You are viewing a plain text version of this content. The canonical link for it is here.

Posted to user@flink.apache.org by Flavio Pompermaier <po...@okkam.it> on 2019/11/29 11:09:26 UTC

Read multiline JSON/XML

Hi to all,
is there any out-of-the-box option to read multiline JSON or XML like in
Spark?
It would be awesome to have something like

spark.read .option("multiline", true) .json("/path/to/user.json")

Best,
Flavio

Re: Read multiline JSON/XML

Posted by Suneel Marthi <sm...@apache.org>.

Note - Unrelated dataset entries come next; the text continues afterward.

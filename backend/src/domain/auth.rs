//! Authentication primitives: login credentials and account registration.
//!
//! Constructors validate raw strings so handlers can reject malformed input
//! before a port or service is involved. Passwords are held in
//! [`Zeroizing`] buffers and wiped on drop.

use zeroize::Zeroizing;

use super::user::{DisplayName, EmailAddress, Role, UserValidationError, Username};

/// Minimum accepted password length for new accounts.
pub const PASSWORD_MIN: usize = 6;

/// Domain error returned when login payload values are invalid.
#[derive(Debug, Clone, PartialEq, Eq, thiserror::Error)]
pub enum LoginValidationError {
    /// Username was missing or blank once trimmed.
    #[error("username must not be empty")]
    EmptyUsername,
    /// Password was blank.
    #[error("password must not be empty")]
    EmptyPassword,
}

/// Validated login credentials used by authentication services.
///
/// ## Invariants
/// - `username` is trimmed and must not be empty after trimming.
/// - `password` must be non-empty but keeps caller-provided whitespace.
///
/// # Examples
/// ```
/// use shipment_backend::domain::LoginCredentials;
///
/// let creds = LoginCredentials::try_from_parts("coordinator", "shipment123").unwrap();
/// assert_eq!(creds.username(), "coordinator");
/// ```
#[derive(Debug, Clone, PartialEq, Eq)]
pub struct LoginCredentials {
    username: String,
    password: Zeroizing<String>,
}

impl LoginCredentials {
    /// Construct credentials from raw username/password inputs.
    pub fn try_from_parts(username: &str, password: &str) -> Result<Self, LoginValidationError> {
        let normalized = username.trim();
        if normalized.is_empty() {
            return Err(LoginValidationError::EmptyUsername);
        }
        if password.is_empty() {
            return Err(LoginValidationError::EmptyPassword);
        }
        Ok(Self {
            username: normalized.to_owned(),
            password: Zeroizing::new(password.to_owned()),
        })
    }

    /// Username string suitable for user lookups.
    pub fn username(&self) -> &str {
        self.username.as_str()
    }

    /// Password string provided by the caller.
    pub fn password(&self) -> &str {
        self.password.as_str()
    }
}

/// Field that failed registration validation.
#[derive(Debug, Clone, Copy, PartialEq, Eq)]
pub enum RegistrationField {
    /// `username`
    Username,
    /// `email`
    Email,
    /// `password`
    Password,
    /// `fullName`
    FullName,
    /// `role`
    Role,
}

/// Registration validation failure.
#[derive(Debug, Clone, PartialEq, Eq, thiserror::Error)]
pub enum RegistrationValidationError {
    /// One of the profile fields was rejected.
    #[error("{source}")]
    Field {
        /// Which field failed.
        field: RegistrationField,
        /// Underlying rule violation.
        source: UserValidationError,
    },
    /// The password is shorter than [`PASSWORD_MIN`].
    #[error("password must be at least {min} characters")]
    PasswordTooShort {
        /// Minimum accepted length.
        min: usize,
    },
}

fn field_error(
    field: RegistrationField,
) -> impl Fn(UserValidationError) -> RegistrationValidationError {
    move |source| RegistrationValidationError::Field { field, source }
}

impl RegistrationValidationError {
    /// Field the error refers to.
    pub fn field(&self) -> RegistrationField {
        match self {
            Self::Field { field, .. } => *field,
            Self::PasswordTooShort { .. } => RegistrationField::Password,
        }
    }
}

/// Raw registration input, as received from a client.
#[derive(Debug, Clone, Copy)]
pub struct RegistrationInput<'a> {
    /// Requested login name.
    pub username: &'a str,
    /// Contact email address.
    pub email: &'a str,
    /// Plain-text password.
    pub password: &'a str,
    /// Full name for display.
    pub full_name: &'a str,
    /// Requested role; defaults to coordinator.
    pub role: Option<&'a str>,
}

/// Validated request to create an account.
#[derive(Debug, Clone, PartialEq, Eq)]
pub struct Registration {
    username: Username,
    email: EmailAddress,
    password: Zeroizing<String>,
    display_name: DisplayName,
    role: Role,
}

impl Registration {
    /// Validate every field, reporting the first failure in declaration
    /// order.
    ///
    /// # Examples
    /// ```
    /// use shipment_backend::domain::{Registration, RegistrationInput, Role};
    ///
    /// let registration = Registration::try_from_input(RegistrationInput {
    ///     username: "dispatch_1",
    ///     email: "Dispatch@Example.test",
    ///     password: "secret1",
    ///     full_name: "Dispatch Desk",
    ///     role: None,
    /// })
    /// .unwrap();
    /// assert_eq!(registration.email().as_ref(), "dispatch@example.test");
    /// assert_eq!(registration.role(), Role::Coordinator);
    /// ```
    pub fn try_from_input(input: RegistrationInput<'_>) -> Result<Self, RegistrationValidationError> {
        let username = Username::new(input.username).map_err(field_error(RegistrationField::Username))?;
        let email = EmailAddress::new(input.email).map_err(field_error(RegistrationField::Email))?;
        if input.password.chars().count() < PASSWORD_MIN {
            return Err(RegistrationValidationError::PasswordTooShort { min: PASSWORD_MIN });
        }
        let display_name =
            DisplayName::new(input.full_name).map_err(field_error(RegistrationField::FullName))?;
        let role = input
            .role
            .map(str::parse::<Role>)
            .transpose()
            .map_err(field_error(RegistrationField::Role))?
            .unwrap_or_default();

        Ok(Self {
            username,
            email,
            password: Zeroizing::new(input.password.to_owned()),
            display_name,
            role,
        })
    }

    /// Requested login name.
    pub fn username(&self) -> &Username {
        &self.username
    }

    /// Normalised email address.
    pub fn email(&self) -> &EmailAddress {
        &self.email
    }

    /// Plain-text password to hash.
    pub fn password(&self) -> &str {
        self.password.as_str()
    }

    /// Full name.
    pub fn display_name(&self) -> &DisplayName {
        &self.display_name
    }

    /// Requested role.
    pub fn role(&self) -> Role {
        self.role
    }
}

#[cfg(test)]
mod tests {
    use super::*;
    use rstest::{fixture, rstest};

    #[rstest]
    #[case("", "pw", LoginValidationError::EmptyUsername)]
    #[case("   ", "pw", LoginValidationError::EmptyUsername)]
    #[case("user", "", LoginValidationError::EmptyPassword)]
    fn invalid_credentials(
        #[case] username: &str,
        #[case] password: &str,
        #[case] expected: LoginValidationError,
    ) {
        let err = LoginCredentials::try_from_parts(username, password)
            .expect_err("invalid inputs must fail");
        assert_eq!(err, expected);
    }

    #[rstest]
    fn credentials_trim_username_but_not_password() {
        let creds = LoginCredentials::try_from_parts("  coordinator ", " pw ").expect("valid");
        assert_eq!(creds.username(), "coordinator");
        assert_eq!(creds.password(), " pw ");
    }

    fn valid_input() -> RegistrationInput<'static> {
        RegistrationInput {
            username: "dispatch_1",
            email: "dispatch@example.test",
            password: "secret1",
            full_name: "Dispatch Desk",
            role: Some("admin"),
        }
    }

    #[fixture]
    fn input() -> RegistrationInput<'static> {
        valid_input()
    }

    #[rstest]
    fn registration_accepts_valid_input(input: RegistrationInput<'static>) {
        let registration = Registration::try_from_input(input).expect("valid registration");
        assert_eq!(registration.username().as_ref(), "dispatch_1");
        assert_eq!(registration.role(), Role::Admin);
        assert_eq!(registration.password(), "secret1");
    }

    #[rstest]
    fn registration_rejects_short_password(input: RegistrationInput<'static>) {
        let err = Registration::try_from_input(RegistrationInput {
            password: "12345",
            ..input
        })
        .expect_err("short password");
        assert_eq!(err, RegistrationValidationError::PasswordTooShort { min: PASSWORD_MIN });
        assert_eq!(err.field(), RegistrationField::Password);
    }

    #[rstest]
    #[case(RegistrationInput { username: "x", ..valid_input() }, RegistrationField::Username)]
    #[case(RegistrationInput { email: "nope", ..valid_input() }, RegistrationField::Email)]
    #[case(RegistrationInput { full_name: "Z", ..valid_input() }, RegistrationField::FullName)]
    #[case(RegistrationInput { role: Some("root"), ..valid_input() }, RegistrationField::Role)]
    fn registration_reports_failing_field(
        #[case] raw: RegistrationInput<'static>,
        #[case] expected: RegistrationField,
    ) {
        let err = Registration::try_from_input(raw).expect_err("invalid registration");
        assert_eq!(err.field(), expected);
    }
}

For XML, u could look at Mahout's XMLInputFormat (if u r using HadoopInput
Format).

On Fri, Nov 29, 2019 at 9:01 AM Chesnay Schepler <ch...@apache.org> wrote:

> Why vino?
>
> He's specifically asking whether Flink offers something _like_ spark.
>
> On 29/11/2019 14:39, vino yang wrote:
>
> Hi Flavio,
>
> IMO, it would take more effect to ask this question in the Spark user
> mailing list.
>
> WDYT?
>
> Best,
> Vino
>
> Flavio Pompermaier <po...@okkam.it> 于2019年11月29日周五 下午7:09写道：
>
>> Hi to all,
>> is there any out-of-the-box option to read multiline JSON or XML like in
>> Spark?
>> It would be awesome to have something like
>>
>> spark.read .option("multiline", true) .json("/path/to/user.json")
>>
>> Best,
>> Flavio
>>
>
>

Re: Read multiline JSON/XML

Posted by vino yang <ya...@gmail.com>.

Also, say sorry to Flavio!

Best,
Vino

vino yang <ya...@gmail.com> 于2019年12月2日周一 上午10:29写道：

> Hi Chesnay,
>
> Sorry, yes, I lost the "like" keyword. I mistakenly thought he wanted to
> ask how to use Spark to accomplish this job.
>
> Best,
> Vino
>
> Chesnay Schepler <ch...@apache.org> 于2019年11月29日周五 下午10:01写道：
>
>> Why vino?
>>
>> He's specifically asking whether Flink offers something _like_ spark.
>>
>> On 29/11/2019 14:39, vino yang wrote:
>>
>> Hi Flavio,
>>
>> IMO, it would take more effect to ask this question in the Spark user
>> mailing list.
>>
>> WDYT?
>>
>> Best,
>> Vino
>>
>> Flavio Pompermaier <po...@okkam.it> 于2019年11月29日周五 下午7:09写道：
>>
>>> Hi to all,
>>> is there any out-of-the-box option to read multiline JSON or XML like in
>>> Spark?
>>> It would be awesome to have something like
>>>
>>> spark.read .option("multiline", true) .json("/path/to/user.json")
>>>
>>> Best,
>>> Flavio
>>>
>>
>>

Re: Read multiline JSON/XML

Posted by Chesnay Schepler <ch...@apache.org>.

Why vino?

He's specifically asking whether Flink offers something _like_ spark.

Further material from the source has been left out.